Common causes of immunosuppression include the extended use of cortisone-like drugs, such as Prednisone, to manage arthritis, Crohn’s and other inflammatory conditions. Vitamin D3 is available over the counter at any supermarket or drugstore and is the most effective form of this nutrient.

The next most common type of skin cancer is called squamous cell carcinoma which favors those who are immuno-suppressed, older or fair-skinned.

“They can have different appearances but often started as a red bump, a red warty lesion or an ulceration,” Raimer said. “Their removal generally results in a cure.

“Large squamous cell carcinomas on the skin or lips can spread to lymph nodes and occasionally to other organs.”
The least common, but most deadly, form of this disease is melanoma. It has a strong tendency to migrate from the skin throughout the body making it the most fatal version of skin cancer. Early removal is the only sure treatment since once it has set up shop in other organs, it may be all but incurable.

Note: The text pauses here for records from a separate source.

use xpdfkit_core::client::{PdfDetachResult, PdfFontsResult, PdfInfoResult};

pub fn print_info(doc: &PdfInfoResult) {
    let mut keys: Vec<&String> = doc.info.keys().collect();
    keys.sort();
    let width = keys.iter().map(|k| k.len()).max().unwrap_or(0);
    for key in keys {
        println!("{key:<width$}  {}", doc.info[key]);
    }
    if doc.result.exit_code != 0 {
        eprintln!(
            "warning: pdfinfo exited with {}: {}",
            doc.result.exit_code,
            doc.result.stderr.trim()
        );
    }
    println!();
}

pub fn print_fonts(doc: &PdfFontsResult) {
    if doc.fonts.is_empty() {
        println!("(no fonts reported)");
        return;
    }
    println!(
        "{:<32} {:<14} {:<12} {:<4} {:<4} {:<4} {}",
        "name", "type", "encoding", "emb", "sub", "uni", "object"
    );
    for font in &doc.fonts {
        println!(
            "{:<32} {:<14} {:<12} {:<4} {:<4} {:<4} {}",
            font.name,
            font.font_type.as_deref().unwrap_or("-"),
            font.encoding.as_deref().unwrap_or("-"),
            font.embedded.as_deref().unwrap_or("-"),
            font.subset.as_deref().unwrap_or("-"),
            font.unicode.as_deref().unwrap_or("-"),
            font.object_id.as_deref().unwrap_or("-"),
        );
    }
    println!();
}

pub fn print_attachments(doc: &PdfDetachResult) {
    match &doc.entries {
        Some(entries) if !entries.is_empty() => {
            for entry in entries {
                match entry.size {
                    Some(size) => println!("{}  ({size} bytes)", entry.name),
                    None => println!("{}", entry.name),
                }
            }
        }
        Some(_) => println!("(no attachments)"),
        // Save mode: the tool already wrote the files; relay its output.
        None => print!("{}", doc.result.stdout),
    }
    println!();
}
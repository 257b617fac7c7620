use std::collections::HashMap;

/// Parse `pdfinfo` output into a key → value mapping.
///
/// Each line splits at its first colon; both sides are trimmed, empty keys
/// are dropped, and colon-less lines are ignored. A key printed twice keeps
/// its last value.
pub fn parse_pdfinfo_output(stdout: &str) -> HashMap<String, String> {
    let mut info = HashMap::new();
    for line in stdout.lines() {
        let Some((key, value)) = line.split_once(':') else {
            continue;
        };
        let key = key.trim();
        if key.is_empty() {
            continue;
        }
        info.insert(key.to_string(), value.trim().to_string());
    }
    info
}
use crate::error::XpdfError;
use crate::exec::run::{run, RunOptions, RunResult};
use crate::tool::ToolName;
use crate::tools::common::{apply_common_options, apply_passthrough, push_path, CommonOptions};
use std::path::Path;

#[derive(Debug, Clone, Default)]
pub struct PdfimagesOptions {
    pub common: CommonOptions,
    /// List images instead of extracting them (`-list`). `None` lets the
    /// caller's layer pick a default.
    pub list: Option<bool>,
    /// Dump raw image streams without conversion (`-raw`).
    pub raw: bool,
    pub png: bool,
    pub tiff: bool,
    /// Write JPEG streams as `.jpg` files (`-j`).
    pub jpeg: bool,
    pub all: bool,
}

fn build_args(input: &Path, output_root: Option<&Path>, options: &PdfimagesOptions) -> Vec<String> {
    let mut args = Vec::new();
    apply_common_options(&mut args, &options.common);
    if options.list == Some(true) {
        args.push("-list".into());
    }
    if options.raw {
        args.push("-raw".into());
    }
    if options.png {
        args.push("-png".into());
    }
    if options.tiff {
        args.push("-tiff".into());
    }
    if options.jpeg {
        args.push("-j".into());
    }
    if options.all {
        args.push("-all".into());
    }
    apply_passthrough(&mut args, &options.common);
    push_path(&mut args, input);
    if let Some(root) = output_root {
        push_path(&mut args, root);
    }
    args
}

/// List or extract embedded images; extracted files are named
/// `<root>-NNNN.<ext>`.
pub async fn pdfimages(
    input: &Path,
    output_root: Option<&Path>,
    options: &PdfimagesOptions,
    run_opts: &RunOptions,
) -> Result<RunResult, XpdfError> {
    run(
        ToolName::Pdfimages,
        &build_args(input, output_root, options),
        run_opts,
    )
    .await
}

#[cfg(test)]
mod tests {
    use super::*;

    #[test]
    fn test_list_flag_only_when_requested() {
        let options = PdfimagesOptions {
            list: Some(true),
            ..Default::default()
        };
        assert_eq!(
            build_args(Path::new("in.pdf"), None, &options),
            vec!["-list", "in.pdf"]
        );

        let options = PdfimagesOptions::default();
        assert_eq!(
            build_args(Path::new("in.pdf"), Some(Path::new("img")), &options),
            vec!["in.pdf", "img"]
        );
    }
}
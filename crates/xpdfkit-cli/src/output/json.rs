use crate::error::CliError;
use serde::Serialize;

pub fn print<T: Serialize>(value: &T) -> Result<(), CliError> {
    let json = serde_json::to_string_pretty(value)?;
    println!("{json}");
    Ok(())
}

What should one look for when checking for melanoma?

“Nodular melanomas, which develop rapidly, tend to be black or blue-black and regular in shape and color,” Raimer said. “Most other melanomas have irregularities in either shape or color.

“The pneumonic ‘ABCDEs’ has been developed to help recognize suspicious lesions. A is for asymmetry, that is, one half of the lesion is different from the other half. B is for irregular borders to the lesion. C is for color; it has an irregular or very black color. D is for diameter which is generally greater than 5 mm (or greater in size than a pencil eraser). E stands for evolving-growing or changing.”

Melanomas tend to be rare in children, but do show up in every other age group.